> **Dataset entries**:
+-------+
impl<V> Tree<V> {
    /// Reconstruct the tree described by the given prefix-ordered token stream.
    ///
    /// Each token is resolved to a primitive within `pset`. Nodes still awaiting children are
    /// kept on a stack; each new node is attached to the node at the top of the stack, and
    /// any node that has received all of its children is popped and attached to its own
    /// parent in turn.
    #[instrument(level = "debug", skip_all, fields(pset = pset.name()))]
    pub fn of<I>(tokens: I, pset: &PrimitiveSet<V>) -> Result<Self>
    where
        I: IntoIterator,
        I::Item: AsRef<str>,
    {
        let mut pending: Vec<Node<V>> = vec![];
        let mut root: Option<Node<V>> = None;

        for (position, token) in tokens.into_iter().enumerate() {
            let token = token.as_ref();
            if root.is_some() {
                let token = token.to_string();
                return Err(StructureError::TrailingTokens { token, position }.into());
            }
            let primitive = match pset.get(token) {
                Some(p) => p.clone(),
                None => {
                    let token = token.to_string();
                    return Err(StructureError::UnknownToken { token, position }.into());
                }
            };

            // Attach the new node, then keep attaching each parent it completes.
            let mut next = Some(Node::new(NodeId(position), primitive));
            while let Some(node) = next.take() {
                if !node.is_complete() {
                    pending.push(node);
                    break;
                }
                match pending.pop() {
                    Some(mut parent) => {
                        parent.children.push(node);
                        next = Some(parent);
                    }
                    None => root = Some(node),
                }
            }
        }

        match root {
            Some(root) => {
                debug!(root = root.name(), "reconstructed tree");
                Ok(Tree { root })
            }
            None if pending.is_empty() => Err(StructureError::Empty.into()),
            None => Err(StructureError::Truncated { pending: pending.len() }.into()),
        }
    }

    /// Reconstruct a tree from its textual form, e.g. `add(x, neg(3))`.
    ///
    /// Parentheses, commas and whitespace only separate tokens; the structure is recovered
    /// from the arity of each primitive exactly as in `Tree::of`.
    pub fn parse(text: &str, pset: &PrimitiveSet<V>) -> Result<Self> {
        let tokens = text
            .split(|c: char| c.is_whitespace() || c == '(' || c == ')' || c == ',')
            .filter(|s| !s.is_empty());
        Self::of(tokens, pset)
    }

    pub fn root(&self) -> &Node<V> {
        &self.root
    }

    /// All nodes of the tree in recursive depth-first (preorder) order.
    pub fn nodes(&self) -> Nodes<'_, V> {
        self.root.descendants()
    }

    /// Look up a node by its id.
    pub fn node(&self, id: NodeId) -> Option<&Node<V>> {
        // Ids are preorder positions.
        self.nodes().nth(id.0).filter(|n| n.id == id)
    }

    /// The prefix-ordered token stream this tree flattens to.
    pub fn tokens(&self) -> Vec<&str> {
        self.nodes().map(Node::name).collect()
    }

    /// The number of nodes within the tree.
    pub fn len(&self) -> usize {
        self.nodes().count()
    }

    /// Always false; a tree has at least a root.
    pub fn is_empty(&self) -> bool {
        false
    }

    /// The number of levels within the tree. A lone terminal has a depth of 1.
    pub fn depth(&self) -> usize {
        self.root.depth()
    }

    /// The number of input values the tree reads: one more than its highest argument slot.
    pub fn required_arguments(&self) -> usize {
        self.nodes()
            .filter_map(|n| n.primitive.argument_slot())
            .max()
            .map_or(0, |slot| slot + 1)
    }

    /// Evaluate every node of the tree for the given input values.
    ///
    /// Children are evaluated before their parents and each node's value is recorded. On
    /// failure, nodes evaluated before the failing one keep their new values.
    #[instrument(level = "debug", skip_all, fields(nodes = self.len(), args = args.len()))]
    pub fn evaluate(&mut self, args: &[V]) -> Result<()>
    where
        V: Clone,
    {
        self.check_arguments(args)?;
        let mut values = FnvHashMap::default();
        let result = self.root.fold(|node, inputs| {
            let value = node.primitive.evaluate(&inputs, args)?;
            trace!(node = %node.id, name = node.name(), "evaluated");
            values.insert(node.id, value.clone());
            Ok(value)
        });

        // Record whatever was evaluated, even if a later node failed.
        let mut stack = vec![&mut self.root];
        while let Some(node) = stack.pop() {
            if let Some(value) = values.remove(&node.id) {
                node.value = Some(value);
            }
            stack.extend(node.children.iter_mut());
        }
        result.map(|_| ())
    }

    /// Evaluate the tree for the given inputs without recording any node values.
    pub fn call(&self, args: &[V]) -> Result<V>
    where
        V: Clone,
    {
        self.check_arguments(args)?;
        self.root.call(args)
    }

    fn check_arguments(&self, args: &[V]) -> Result<()> {
        let required = self.required_arguments();
        if args.len() < required {
            return Err(Error::Argument { required, provided: args.len() });
        }
        Ok(())
    }
}

impl<V> PartialEq for Tree<V> {
    fn eq(&self, other: &Self) -> bool {
        self.root == other.root
    }
}

impl<V> fmt::Display for Tree<V> {
    fn fmt(&self, f: &mut fmt::Formatter) -> fmt::Result {
        fmt::Display::fmt(&self.root, f)
    }
}

impl<'a, V> Iterator for Nodes<'a, V> {
    type Item = &'a Node<V>;
    fn next(&mut self) -> Option<Self::Item> {
        let node = self.stack.pop()?;
        self.stack.extend(node.children.iter().rev());
        Some(node)
    }
}

/// Functions for generating random token streams from a primitive set.
pub mod gen {
    use rand::seq::SliceRandom;
    use rand::Rng;

    use super::Arity;
    use crate::error::{Error, Result};
    use crate::gp::pset::PrimitiveSet;

    #[derive(Copy, Clone, Debug, PartialEq, Eq)]
    enum Method {
        Full,
        Grow,
    }

    /// Generate an expression using either `full` or `grow` at random, with a depth chosen
    /// uniformly from `min_depth..=max_depth`.
    pub fn half_and_half<'a, R, V>(
        rng: &mut R,
        pset: &'a PrimitiveSet<V>,
        min_depth: u32,
        max_depth: u32,
    ) -> Result<Vec<&'a str>>
    where
        R: Rng,
    {
        if min_depth > max_depth {
            return Err(Error::generation(format!(
                "min depth {} exceeds max depth {}",
                min_depth, max_depth
            )));
        }
        let depth = rng.gen_range(min_depth..=max_depth);
        match rng.gen_range(0..2) {
            0 => full(rng, pset, depth),
            _ => grow(rng, pset, depth),
        }
    }

    /// Generate an expression using the "full" approach.
    ///
    /// All branches will end with terminals at the given `depth`, while all other nodes will
    /// be functions.
    pub fn full<'a, R, V>(rng: &mut R, pset: &'a PrimitiveSet<V>, depth: u32) -> Result<Vec<&'a str>>
    where
        R: Rng,
    {
        generate(rng, pset, depth, Method::Full)
    }

    /// Generate an expression using the "grow" approach.
    ///
    /// The root is always a function (when depth allows), after which each node is randomly
    /// chosen to be a function or terminal, becoming likelier to be a terminal the closer it
    /// is to the given `depth`.
    pub fn grow<'a, R, V>(rng: &mut R, pset: &'a PrimitiveSet<V>, depth: u32) -> Result<Vec<&'a str>>
    where
        R: Rng,
    {
        generate(rng, pset, depth, Method::Grow)
    }

    fn generate<'a, R, V>(
        rng: &mut R,
        pset: &'a PrimitiveSet<V>,
        depth: u32,
        method: Method,
    ) -> Result<Vec<&'a str>>
    where
        R: Rng,
    {
        if depth == 0 {
            return Err(Error::generation("depth must be at least 1"));
        }
        if pset.terminals().is_empty() {
            return Err(Error::generation(format!(
                "primitive set `{}` has no terminals",
                pset.name()
            )));
        }

        // The level of each node yet to be generated. Siblings share a level, so the order
        // in which they are popped doesn't matter.
        let mut levels = vec![0];
        let mut tokens = vec![];
        while let Some(level) = levels.pop() {
            let terminal = level + 1 >= depth
                || pset.functions().is_empty()
                || match method {
                    Method::Full => false,
                    Method::Grow => level > 0 && rng.gen_range(0..depth - level) == 0,
                };
            let set = if terminal { pset.terminals() } else { pset.functions() };
            let primitive = match set.choose(rng) {
                Some(p) => p,
                None => return Err(Error::generation("no primitive to choose from")),
            };
            levels.extend((0..primitive.arity()).map(|_| level + 1));
            tokens.push(primitive.name());
        }
        Ok(tokens)
    }
}
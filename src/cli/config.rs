//! CLI configuration module
//!
//! Runtime configuration assembled from CLI arguments.

use std::path::PathBuf;
use std::time::Duration;

use crate::cli::args::CliArgs;
use crate::cli::settings::{validate_port, ClientSettings};
use crate::error::{Result, SeederError};

/// Longest tracker timeout accepted
const MAX_TIMEOUT: Duration = Duration::from_secs(300);

/// Configuration for the seeder
#[derive(Debug, Clone)]
pub struct Config {
    /// Directory scanned for .torrent files
    pub torrent_dir: PathBuf,
    /// Announce identity file
    pub state_file: PathBuf,
    /// Display settings file
    pub settings_file: PathBuf,
    /// User agent override from the command line
    pub user_agent: Option<String>,
    /// Port override from the command line
    pub port: Option<u16>,
    /// Interval between scheduling passes
    pub tick_interval: Duration,
    /// Tracker request timeout
    pub request_timeout: Duration,
    /// Largest upload increase per periodic announce
    pub upload_step_max: u64,
    /// Seed for randomness (None draws from the OS)
    pub seed: Option<u64>,
}

impl Config {
    /// Create configuration from CLI arguments
    pub fn from_args(args: &CliArgs) -> Self {
        let torrent_dir = args.torrent_dir.clone();
        let state_file = args
            .state_file
            .clone()
            .unwrap_or_else(|| torrent_dir.join("peer_data.json"));
        let settings_file = args
            .settings_file
            .clone()
            .unwrap_or_else(|| torrent_dir.join("config.json"));

        Self {
            torrent_dir,
            state_file,
            settings_file,
            user_agent: args.user_agent.clone(),
            port: args.port,
            tick_interval: Duration::from_secs(args.tick_secs),
            request_timeout: Duration::from_secs(args.timeout_secs),
            upload_step_max: args.upload_step_max,
            seed: args.seed,
        }
    }

    /// Validate configuration
    pub fn validate(&self) -> Result<()> {
        if self.tick_interval.is_zero() {
            return Err(SeederError::config_error_with_field("Tick interval must be at least 1 second", "tick_secs"));
        }

        if self.request_timeout.is_zero() || self.request_timeout > MAX_TIMEOUT {
            return Err(SeederError::config_error_with_field(
                format!("Timeout must be between 1 and {} seconds", MAX_TIMEOUT.as_secs()),
                "timeout_secs",
            ));
        }

        if let Some(port) = self.port {
            validate_port(port)?;
        }

        if self.torrent_dir.as_os_str().is_empty() {
            return Err(SeederError::config_error_with_field("torrent_dir cannot be empty", "torrent_dir"));
        }

        Ok(())
    }

    /// Apply command-line overrides on top of persisted settings
    pub fn apply_overrides(&self, mut settings: ClientSettings) -> ClientSettings {
        if let Some(user_agent) = &self.user_agent {
            settings.user_agent = user_agent.clone();
        }
        if let Some(port) = self.port {
            settings.port = port;
        }
        settings
    }
}

#[cfg(test)]
mod tests {
    use super::*;
    use clap::Parser;

    fn config_from(argv: &[&str]) -> Config {
        let mut full = vec!["rust-torrent-seeder"];
        full.extend_from_slice(argv);
        Config::from_args(&CliArgs::try_parse_from(full).unwrap())
    }

    #[test]
    fn test_config_from_args() {
        let config = config_from(&["--torrent-dir", "/srv/t", "--tick-secs", "10"]);

        assert_eq!(config.torrent_dir, PathBuf::from("/srv/t"));
        assert_eq!(config.state_file, PathBuf::from("/srv/t/peer_data.json"));
        assert_eq!(config.settings_file, PathBuf::from("/srv/t/config.json"));
        assert_eq!(config.tick_interval, Duration::from_secs(10));
        assert_eq!(config.request_timeout, Duration::from_secs(20));
        assert!(config.validate().is_ok());
    }

    #[test]
    fn test_explicit_state_file() {
        let config = config_from(&["--state-file", "/var/lib/seeder/ids.json"]);
        assert_eq!(config.state_file, PathBuf::from("/var/lib/seeder/ids.json"));
    }

    #[test]
    fn test_config_validate_rejects() {
        assert!(config_from(&["--tick-secs", "0"]).validate().is_err());
        assert!(config_from(&["--timeout-secs", "0"]).validate().is_err());
        assert!(config_from(&["--timeout-secs", "301"]).validate().is_err());
        assert!(config_from(&["--port", "80"]).validate().is_err());
    }

    #[test]
    fn test_apply_overrides() {
        let config = config_from(&["--port", "51413"]);
        let settings = config.apply_overrides(ClientSettings::default());
        assert_eq!(settings.port, 51413);
        assert_eq!(settings.user_agent, "qBittorrent 4.3.7");
    }
}
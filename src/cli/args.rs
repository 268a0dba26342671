//! CLI arguments module
//!
//! Defines command-line argument parsing using clap.

use clap::Parser;
use std::path::PathBuf;

/// CLI arguments for the seeder
#[derive(Debug, Parser)]
#[command(name = "rust-torrent-seeder")]
#[command(about = "Keeps torrents announced to their trackers as fully seeded", long_about = None)]
pub struct CliArgs {
    /// Directory holding the .torrent files to announce
    #[arg(short, long, value_name = "DIR", default_value = "./torrent")]
    pub torrent_dir: PathBuf,

    /// Announce identity file (default: <TORRENT_DIR>/peer_data.json)
    #[arg(long, value_name = "FILE")]
    pub state_file: Option<PathBuf>,

    /// Display settings file (default: <TORRENT_DIR>/config.json)
    #[arg(long, value_name = "FILE")]
    pub settings_file: Option<PathBuf>,

    /// User agent presented to trackers (overrides the settings file)
    #[arg(short, long)]
    pub user_agent: Option<String>,

    /// Port reported to trackers (overrides the settings file)
    #[arg(short, long)]
    pub port: Option<u16>,

    /// Seconds between scheduling passes over all torrents
    #[arg(long, default_value_t = 5)]
    pub tick_secs: u64,

    /// Tracker request timeout in seconds
    #[arg(long, default_value_t = 20)]
    pub timeout_secs: u64,

    /// Largest upload increase reported per periodic announce, in bytes
    #[arg(long, default_value_t = 16 * 1024 * 1024)]
    pub upload_step_max: u64,

    /// Seed for identity and scheduling randomness
    #[arg(long)]
    pub seed: Option<u64>,

    /// Verbose output
    #[arg(short, long)]
    pub verbose: bool,

    /// Quiet mode (no output except errors)
    #[arg(short, long)]
    pub quiet: bool,
}

impl CliArgs {
    /// Parse CLI arguments from command line
    pub fn parse_args() -> Self {
        Self::parse()
    }

    /// Check if verbose mode is enabled
    pub fn is_verbose(&self) -> bool {
        self.verbose
    }

    /// Get the log level based on verbosity settings
    pub fn log_level(&self) -> tracing::Level {
        if self.verbose {
            tracing::Level::DEBUG
        } else if self.quiet {
            tracing::Level::ERROR
        } else {
            tracing::Level::INFO
        }
    }
}

#[cfg(test)]
mod tests {
    use super::*;

    #[test]
    fn test_default_values() {
        let args = CliArgs::try_parse_from(["rust-torrent-seeder"]).unwrap();

        assert_eq!(args.torrent_dir, PathBuf::from("./torrent"));
        assert_eq!(args.tick_secs, 5);
        assert_eq!(args.timeout_secs, 20);
        assert_eq!(args.upload_step_max, 16 * 1024 * 1024);
        assert!(args.port.is_none());
        assert!(args.user_agent.is_none());
        assert_eq!(args.log_level(), tracing::Level::INFO);
    }

    #[test]
    fn test_overrides() {
        let args = CliArgs::try_parse_from([
            "rust-torrent-seeder",
            "--torrent-dir",
            "/srv/torrents",
            "--port",
            "51413",
            "--user-agent",
            "Transmission/3.00",
            "--seed",
            "7",
            "-v",
        ])
        .unwrap();

        assert_eq!(args.torrent_dir, PathBuf::from("/srv/torrents"));
        assert_eq!(args.port, Some(51413));
        assert_eq!(args.user_agent.as_deref(), Some("Transmission/3.00"));
        assert_eq!(args.seed, Some(7));
        assert_eq!(args.log_level(), tracing::Level::DEBUG);
    }
}
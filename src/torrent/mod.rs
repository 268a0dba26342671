//! Torrent file handling module
//!
//! This module provides functionality for parsing .torrent files into
//! descriptors and deriving their info hash.

pub mod parser;
pub mod info;

#[cfg(test)]
pub(crate) mod fixtures;

pub use parser::TorrentParser;
pub use info::{TorrentInfo, TorrentFile, HASH_LEN};
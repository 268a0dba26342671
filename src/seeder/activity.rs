//! Operator-visible activity log
//!
//! Keeps the most recent events in memory for the dashboard, and mirrors
//! each one to tracing.

use std::collections::VecDeque;
use std::fmt;
use std::sync::Mutex;

use chrono::{DateTime, Local};
use tracing::{error, info, warn};

/// Entries kept before the oldest is dropped
pub const ACTIVITY_CAPACITY: usize = 100;

#[derive(Debug, Clone, Copy, PartialEq, Eq)]
pub enum ActivityLevel {
    Info,
    Warning,
    Error,
}

#[derive(Debug, Clone, PartialEq, Eq)]
pub struct ActivityEntry {
    pub timestamp: DateTime<Local>,
    pub level: ActivityLevel,
    pub message: String,
}

impl fmt::Display for ActivityEntry {
    fn fmt(&self, f: &mut fmt::Formatter<'_>) -> fmt::Result {
        let tag = match self.level {
            ActivityLevel::Info => "INFO",
            ActivityLevel::Warning => "WARN",
            ActivityLevel::Error => "ERROR",
        };
        write!(f, "[{}] {:5} {}", self.timestamp.format("%Y/%m/%d %H:%M:%S"), tag, self.message)
    }
}

/// Bounded, newest-last event log
#[derive(Debug)]
pub struct ActivityLog {
    entries: Mutex<VecDeque<ActivityEntry>>,
    capacity: usize,
}

impl ActivityLog {
    pub fn new() -> Self {
        Self::with_capacity(ACTIVITY_CAPACITY)
    }

    pub fn with_capacity(capacity: usize) -> Self {
        Self {
            entries: Mutex::new(VecDeque::with_capacity(capacity)),
            capacity: capacity.max(1),
        }
    }

    pub fn info(&self, message: impl Into<String>) {
        self.push(ActivityLevel::Info, message.into());
    }

    pub fn warning(&self, message: impl Into<String>) {
        self.push(ActivityLevel::Warning, message.into());
    }

    pub fn error(&self, message: impl Into<String>) {
        self.push(ActivityLevel::Error, message.into());
    }

    /// Oldest first
    pub fn entries(&self) -> Vec<ActivityEntry> {
        match self.entries.lock() {
            Ok(entries) => entries.iter().cloned().collect(),
            Err(poisoned) => poisoned.into_inner().iter().cloned().collect(),
        }
    }

    fn push(&self, level: ActivityLevel, message: String) {
        match level {
            ActivityLevel::Info => info!("{}", message),
            ActivityLevel::Warning => warn!("{}", message),
            ActivityLevel::Error => error!("{}", message),
        }

        let entry = ActivityEntry {
            timestamp: Local::now(),
            level,
            message,
        };
        let mut entries = match self.entries.lock() {
            Ok(entries) => entries,
            Err(poisoned) => poisoned.into_inner(),
        };
        if entries.len() == self.capacity {
            entries.pop_front();
        }
        entries.push_back(entry);
    }
}

impl Default for ActivityLog {
    fn default() -> Self {
        Self::new()
    }
}

#[cfg(test)]
mod tests {
    use super::*;

    #[test]
    fn test_entries_in_order() {
        let log = ActivityLog::new();
        log.info("loaded a.torrent");
        log.warning("tracker timeout");
        log.error("bad file");

        let entries = log.entries();
        assert_eq!(entries.len(), 3);
        assert_eq!(entries[0].message, "loaded a.torrent");
        assert_eq!(entries[1].level, ActivityLevel::Warning);
        assert!(entries[2].to_string().contains("ERROR bad file"));
    }

    #[test]
    fn test_capacity_drops_oldest() {
        let log = ActivityLog::with_capacity(3);
        for i in 0..5 {
            log.info(format!("event {}", i));
        }

        let messages: Vec<_> = log.entries().into_iter().map(|e| e.message).collect();
        assert_eq!(messages, vec!["event 2", "event 3", "event 4"]);
        assert_eq!(ActivityLog::new().capacity, ACTIVITY_CAPACITY);
    }
}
+-------+
> **Exercise aim**: Whenever the string "within" shows up in a line above, copy that line.

> **Solved problem**:
    /// Each token is resolved to a primitive within `pset`. Nodes still awaiting children are
    /// The number of nodes within the tree.
    /// The number of levels within the tree. A lone terminal has a depth of 1.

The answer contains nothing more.